▸ Problem details
Among the entries below, only the lines starting at the one with "for (i, (lo, hi))" and ending at the one with "let contribution: Vec<Symbol>", both included, are to be printed exactly.

== Materials provided

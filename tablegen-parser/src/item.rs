use std::collections::{BTreeMap, BTreeSet};

use tablegen_ir::Symbol;

/// Sentinel `variable_index` for the implicit augmented start item `S' -> S`,
/// never present among the real `SyntaxGrammar` variables. Its single
/// production has one step referencing the grammar's start symbol; when an
/// item over it reaches the end with lookahead end-of-input, the parse
/// builder emits `Accept` instead of a normal `Reduce`.
pub const AUGMENTED_VARIABLE: u32 = u32::MAX;
pub const AUGMENTED_PRODUCTION: usize = 0;

/// A stable handle to one production: which variable it belongs to and its
/// position within that variable's production list. Used both inside
/// [`ParseItem`] (to locate the production being walked) and inside a
/// `Reduce` action (to record which production was reduced).
#[derive(Debug, Clone, Copy, PartialEq, Eq, PartialOrd, Ord, Hash)]
pub struct ProductionHandle {
    pub variable_index: u32,
    pub production_index: u32,
}

impl ProductionHandle {
    pub fn new(variable_index: u32, production_index: u32) -> Self {
        ProductionHandle {
            variable_index,
            production_index,
        }
    }

    pub fn is_augmented(&self) -> bool {
        self.variable_index == AUGMENTED_VARIABLE
    }
}

/// An LR item: a production handle plus a cursor position. Carries no
/// lookahead itself — lookaheads are tracked per-item in a [`ParseItemSet`]
/// so that closure only has to merge sets rather than duplicate items.
#[derive(Debug, Clone, Copy, PartialEq, Eq, PartialOrd, Ord, Hash)]
pub struct ParseItem {
    pub variable_index: u32,
    pub production: ProductionHandle,
    pub step_index: usize,
}

impl ParseItem {
    pub fn new(production: ProductionHandle, variable_index: u32) -> Self {
        ParseItem {
            variable_index,
            production,
            step_index: 0,
        }
    }

    pub fn advanced(&self) -> ParseItem {
        ParseItem {
            step_index: self.step_index + 1,
            ..*self
        }
    }
}

pub type LookaheadSet = BTreeSet<Symbol>;

/// A canonical LR(1) state kernel+closure: every item reachable from the
/// kernel, each carrying the exact set of lookaheads valid in this context.
pub type ParseItemSet = BTreeMap<ParseItem, LookaheadSet>;
use std::fmt::{self, Display};

use crate::rule::Rule;

/// Highest Unicode scalar value representable in a [`CharacterSet`].
pub const MAX_CODE_POINT: u32 = 0x10FFFF;

/// Canonical inclusive set over Unicode scalar values.
///
/// The internal representation is always a sorted sequence of disjoint,
/// non-adjacent `(lo, hi)` ranges, so structural equality of two sets
/// implies they contain exactly the same code points and vice versa.
#[derive(Debug, Clone, Default, PartialEq, Eq, Hash)]
pub struct CharacterSet {
    ranges: Vec<(u32, u32)>,
}

impl CharacterSet {
    pub fn new() -> Self {
        CharacterSet { ranges: Vec::new() }
    }

    pub fn is_empty(&self) -> bool {
        self.ranges.is_empty()
    }

    pub fn ranges(&self) -> &[(u32, u32)] {
        &self.ranges
    }

    pub fn contains(&self, c: u32) -> bool {
        match self.ranges.binary_search_by_key(&c, |(lo, _)| *lo) {
            Ok(_) => true,
            Err(idx) => idx > 0 && self.ranges[idx - 1].1 >= c,
        }
    }

    /// Sets this set to the entire Unicode scalar range.
    pub fn include_all(&mut self) -> &mut Self {
        self.ranges = vec![(0, MAX_CODE_POINT)];
        self
    }

    pub fn include(&mut self, c: u32) -> &mut Self {
        self.include_range(c, c)
    }

    pub fn include_range(&mut self, lo: u32, hi: u32) -> &mut Self {
        let (lo, hi) = if lo <= hi { (lo, hi) } else { (hi, lo) };
        self.ranges.push((lo, hi));
        self.normalize();
        self
    }

    pub fn exclude(&mut self, c: u32) -> &mut Self {
        self.exclude_range(c, c)
    }

    pub fn exclude_range(&mut self, lo: u32, hi: u32) -> &mut Self {
        let (lo, hi) = if lo <= hi { (lo, hi) } else { (hi, lo) };
        let mut result = Vec::with_capacity(self.ranges.len() + 1);
        for &(r_lo, r_hi) in &self.ranges {
            if r_hi < lo || r_lo > hi {
                result.push((r_lo, r_hi));
                continue;
            }
            if r_lo < lo {
                result.push((r_lo, lo - 1));
            }
            if r_hi > hi {
                result.push((hi + 1, r_hi));
            }
        }
        self.ranges = result;
        self
    }

    /// Unions `other` into this set.
    pub fn add_set(&mut self, other: &CharacterSet) -> &mut Self {
        self.ranges.extend_from_slice(&other.ranges);
        self.normalize();
        self
    }

    /// Removes every code point in `other` from this set.
    pub fn remove_set(&mut self, other: &CharacterSet) -> &mut Self {
        for &(lo, hi) in &other.ranges {
            self.exclude_range(lo, hi);
        }
        self
    }

    /// Wraps an owned clone of this set as a [`Rule::CharacterSet`] leaf.
    pub fn copy(&self) -> Rule {
        Rule::CharacterSet(self.clone())
    }

    fn normalize(&mut self) {
        self.ranges.sort_unstable();
        let mut merged: Vec<(u32, u32)> = Vec::with_capacity(self.ranges.len());
        for &(lo, hi) in &self.ranges {
            if let Some(last) = merged.last_mut() {
                if lo <= last.1 || lo == last.1.saturating_add(1) {
                    last.1 = last.1.max(hi);
                    continue;
                }
            }
            merged.push((lo, hi));
        }
        self.ranges = merged;
    }
}

impl Display for CharacterSet {
    fn fmt(&self, f: &mut fmt::Formatter<'_>) -> fmt::Result {
        write!(f, "[")?;
        for (i, (lo, hi)) in self.ranges.iter().enumerate() {
            if i > 0 {
                write!(f, ",")?;
            }
            if lo == hi {
                write!(f, "{:x}", lo)?;
            } else {
                write!(f, "{:x}-{:x}", lo, hi)?;
            }
        }
        write!(f, "]")
    }
}
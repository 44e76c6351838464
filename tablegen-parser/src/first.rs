use std::collections::BTreeMap;

use tablegen_ir::Symbol;
use tablegen_prepare::SyntaxGrammar;

use crate::item::LookaheadSet;

pub type FirstSets = BTreeMap<Symbol, LookaheadSet>;
pub type NullableSet = std::collections::BTreeSet<Symbol>;

/// Computes the FIRST set of every non-terminal in the grammar, and the set
/// of non-terminals that can derive the empty string, by fixpoint iteration
/// over the flattened productions.
pub fn compute_first_sets(grammar: &SyntaxGrammar) -> (FirstSets, NullableSet) {
    let mut first_sets: FirstSets = BTreeMap::new();
    let mut nullable: NullableSet = NullableSet::new();
    for i in 0..grammar.variables.len() {
        first_sets.insert(Symbol::non_terminal(i as u32), LookaheadSet::new());
    }

    loop {
        let mut changed = false;
        for (i, variable) in grammar.variables.iter().enumerate() {
            let lhs = Symbol::non_terminal(i as u32);
            for production in &variable.productions {
                if production.is_empty() {
                    changed |= nullable.insert(lhs);
                    continue;
                }
                let mut all_nullable = true;
                for step_index in 0..production.len() {
                    let symbol = production.get(step_index).unwrap().symbol;
                    if symbol.is_non_terminal() {
                        let contribution: Vec<Symbol> = first_sets
                            .get(&symbol)
                            .map(|set| set.iter().copied().collect())
                            .unwrap_or_default();
                        for s in contribution {
                            changed |= first_sets.get_mut(&lhs).unwrap().insert(s);
                        }
                        if !nullable.contains(&symbol) {
                            all_nullable = false;
                            break;
                        }
                    } else {
                        changed |= first_sets.get_mut(&lhs).unwrap().insert(symbol);
                        all_nullable = false;
                        break;
                    }
                }
                if all_nullable {
                    changed |= nullable.insert(lhs);
                }
            }
        }
        if !changed {
            break;
        }
    }

    (first_sets, nullable)
}

/// FIRST set of `sequence` followed by `trailing`: walks `sequence` left to
/// right, accumulating each symbol's FIRST set while every symbol seen so
/// far is nullable; stops at the first non-nullable symbol. If the whole
/// sequence is nullable, `trailing` (the lookahead set of the item that
/// owns this sequence) is unioned in as well.
pub fn first_of_sequence(
    sequence: &[Symbol],
    trailing: &LookaheadSet,
    first_sets: &FirstSets,
    nullable: &NullableSet,
) -> LookaheadSet {
    let mut result = LookaheadSet::new();
    for &symbol in sequence {
        if symbol.is_non_terminal() {
            result.extend(first_sets.get(&symbol).into_iter().flatten().copied());
            if nullable.contains(&symbol) {
                continue;
            }
            return result;
        } else {
            result.insert(symbol);
            return result;
        }
    }
    result.extend(trailing.iter().copied());
    result
}
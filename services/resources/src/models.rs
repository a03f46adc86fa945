use chrono::{DateTime, Utc};
use serde::{Deserialize, Serialize};
use uuid::Uuid;
use validator::Validate;

use foundermentor_common::ResourceType;
use foundermentor_database::Resource;

#[derive(Debug, Serialize, Deserialize, Validate)]
pub struct CreateResourceRequest {
    #[validate(length(min = 1, max = 200))]
    pub title: String,

    pub resource_type: String,

    #[validate(length(max = 50000))]
    pub content: Option<String>,

    #[validate(url)]
    pub file_url: Option<String>,

    #[validate(length(max = 100))]
    pub category: Option<String>,

    #[serde(default)]
    pub tags: Vec<String>,

    #[serde(default)]
    pub is_draft: bool,
}

#[derive(Debug, Serialize, Deserialize, Validate)]
pub struct UpdateResourceRequest {
    #[validate(length(min = 1, max = 200))]
    pub title: Option<String>,

    #[validate(length(max = 50000))]
    pub content: Option<String>,

    #[validate(length(max = 100))]
    pub category: Option<String>,

    pub tags: Option<Vec<String>>,
    pub is_draft: Option<bool>,
    pub is_featured: Option<bool>,
}

/// Metadata fields accompanying a multipart file upload.
#[derive(Debug, Default)]
pub struct UploadMetadata {
    pub title: Option<String>,
    pub category: Option<String>,
    pub tags: Vec<String>,
    pub is_draft: bool,
}

#[derive(Debug, Serialize, Deserialize)]
pub struct ShareResourceRequest {
    pub mentee_ids: Vec<Uuid>,
}

#[derive(Debug, Serialize, Deserialize)]
pub struct ShareResourceResponse {
    pub resource_id: Uuid,
    pub shared_with: Vec<Uuid>,
}

#[derive(Debug, Serialize, Deserialize)]
pub struct ResourceResponse {
    pub resource_id: Uuid,
    pub created_by: Uuid,
    pub title: String,
    pub resource_type: ResourceType,
    pub content: Option<String>,
    pub file_url: Option<String>,
    pub category: Option<String>,
    pub tags: Vec<String>,
    pub is_draft: bool,
    pub is_featured: bool,
    pub created_at: DateTime<Utc>,
    pub updated_at: DateTime<Utc>,
}

impl ResourceResponse {
    pub fn from_row(row: Resource, resource_type: ResourceType) -> Self {
        Self {
            resource_id: row.resource_id,
            created_by: row.created_by,
            title: row.title,
            resource_type,
            content: row.content,
            file_url: row.file_url,
            category: row.category,
            tags: row.tags,
            is_draft: row.is_draft,
            is_featured: row.is_featured,
            created_at: row.created_at,
            updated_at: row.updated_at,
        }
    }
}
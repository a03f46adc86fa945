use chrono::{DateTime, Utc};
use serde::{Deserialize, Serialize};
use uuid::Uuid;
use validator::Validate;

use foundermentor_common::SessionStatus;
use foundermentor_database::Session;

#[derive(Debug, Serialize, Deserialize, Validate)]
pub struct ScheduleSessionRequest {
    pub mentee_id: Uuid,
    pub start_time: DateTime<Utc>,
    pub duration_minutes: i64,

    #[validate(length(min = 1, max = 200))]
    pub topic: String,
}

#[derive(Debug, Serialize, Deserialize, Validate)]
pub struct RescheduleSessionRequest {
    pub start_time: Option<DateTime<Utc>>,
    pub duration_minutes: Option<i64>,

    #[validate(length(min = 1, max = 200))]
    pub topic: Option<String>,

    #[validate(length(max = 5000))]
    pub notes: Option<String>,
}

/// Manual state-machine actions; there is no time-driven progression.
#[derive(Debug, Serialize, Deserialize)]
#[serde(rename_all = "lowercase")]
pub enum SessionAction {
    Start,
    Complete,
}

#[derive(Debug, Serialize, Deserialize)]
pub struct SessionActionRequest {
    pub action: SessionAction,
}

#[derive(Debug, Serialize, Deserialize)]
pub struct AttachResourcesRequest {
    pub resource_ids: Vec<Uuid>,
}

#[derive(Debug, Serialize, Deserialize)]
pub struct SessionResponse {
    pub session_id: Uuid,
    pub mentor_id: Uuid,
    pub mentee_id: Uuid,
    pub topic: String,
    pub start_time: DateTime<Utc>,
    pub end_time: DateTime<Utc>,
    pub status: SessionStatus,
    pub notes: Option<String>,
    pub resource_ids: Vec<Uuid>,
    pub created_at: DateTime<Utc>,
    pub updated_at: DateTime<Utc>,
}

impl SessionResponse {
    pub fn from_row(row: Session, status: SessionStatus, resource_ids: Vec<Uuid>) -> Self {
        Self {
            session_id: row.session_id,
            mentor_id: row.mentor_id,
            mentee_id: row.mentee_id,
            topic: row.topic,
            start_time: row.start_time,
            end_time: row.end_time,
            status,
            notes: row.notes,
            resource_ids,
            created_at: row.created_at,
            updated_at: row.updated_at,
        }
    }
}
pub mod jwt;
pub mod middleware;
pub mod password;

pub use jwt::*;
pub use middleware::*;
pub use password::*;
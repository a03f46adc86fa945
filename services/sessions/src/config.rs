use serde::{Deserialize, Serialize};

use foundermentor_common::{DatabaseConfig, JwtConfig, RedisConfig, ServerConfig};

#[derive(Debug, Clone, Serialize, Deserialize)]
pub struct AppConfig {
    pub server: ServerConfig,
    pub database: DatabaseConfig,
    pub redis: RedisConfig,
    pub jwt: JwtConfig,
    /// Upper bound on a single session, in minutes.
    pub max_session_minutes: i64,
}

impl AppConfig {
    pub fn from_env() -> Self {
        Self {
            server: ServerConfig::from_env(8002),
            database: DatabaseConfig::from_env(),
            redis: RedisConfig::from_env(),
            jwt: JwtConfig::from_env(),
            max_session_minutes: std::env::var("MAX_SESSION_MINUTES")
                .ok()
                .and_then(|v| v.parse().ok())
                .unwrap_or(480),
        }
    }
}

====

▸ Your solution
        for (i, (lo, hi)) in self.ranges.iter().enumerate() {
            if i > 0 {
                write!(f, ",")?;
            }
            if lo == hi {
                write!(f, "{:x}", lo)?;
            } else {
                write!(f, "{:x}-{:x}", lo, hi)?;
            }
        }
        write!(f, "]")
    }
}
repository 44e76c6351838464
filename tablegen-parser/src/first.rs
use std::collections::BTreeMap;

use tablegen_ir::Symbol;
use tablegen_prepare::SyntaxGrammar;

use crate::item::LookaheadSet;

pub type FirstSets = BTreeMap<Symbol, LookaheadSet>;
pub type NullableSet = std::collections::BTreeSet<Symbol>;

/// Computes the FIRST set of every non-terminal in the grammar, and the set
/// of non-terminals that can derive the empty string, by fixpoint iteration
/// over the flattened productions.
pub fn compute_first_sets(grammar: &SyntaxGrammar) -> (FirstSets, NullableSet) {
    let mut first_sets: FirstSets = BTreeMap::new();
    let mut nullable: NullableSet = NullableSet::new();
    for i in 0..grammar.variables.len() {
        first_sets.insert(Symbol::non_terminal(i as u32), LookaheadSet::new());
    }

    loop {
        let mut changed = false;
        for (i, variable) in grammar.variables.iter().enumerate() {
            let lhs = Symbol::non_terminal(i as u32);
            for production in &variable.productions {
                if production.is_empty() {
                    changed |= nullable.insert(lhs);
                    continue;
                }
                let mut all_nullable = true;
                for step_index in 0..production.len() {
                    let symbol = production.get(step_index).unwrap().symbol;
                    if symbol.is_non_terminal() {
                        let contribution: Vec<Symbol> = first_sets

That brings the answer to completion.